=== Begin Enclosure ===
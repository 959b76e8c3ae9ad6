// Configuration management module
// TOML-backed settings passed explicitly into every component

pub mod interactive;
pub mod settings;

pub use interactive::{run_interactive_config, show_config};

pub use settings::{
    BatchConfig, Config, ConfigError, GenerationConfig, IndexConfig, OllamaConfig,
    RetrievalConfig,
};

/// Get the configuration directory path
#[inline]
pub fn get_config_dir() -> Result<std::path::PathBuf, ConfigError> {
    Config::config_dir()
}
=== End Enclosure ===
> Directions for this task:
Word-for-word copies of all the records are required.

> Finished exercise:
repository 959b76e8c3ae9ad6
// Configuration management module
// TOML-backed settings passed explicitly into every component

pub mod interactive;
pub mod settings;

pub use interactive::{run_interactive_config, show_config};

pub use settings::{
    BatchConfig, Config, ConfigError, GenerationConfig, IndexConfig, OllamaConfig,
    RetrievalConfig,
};

/// Get the configuration directory path
#[inline]
pub fn get_config_dir() -> Result<std::path::PathBuf, ConfigError> {
    Config::config_dir()
}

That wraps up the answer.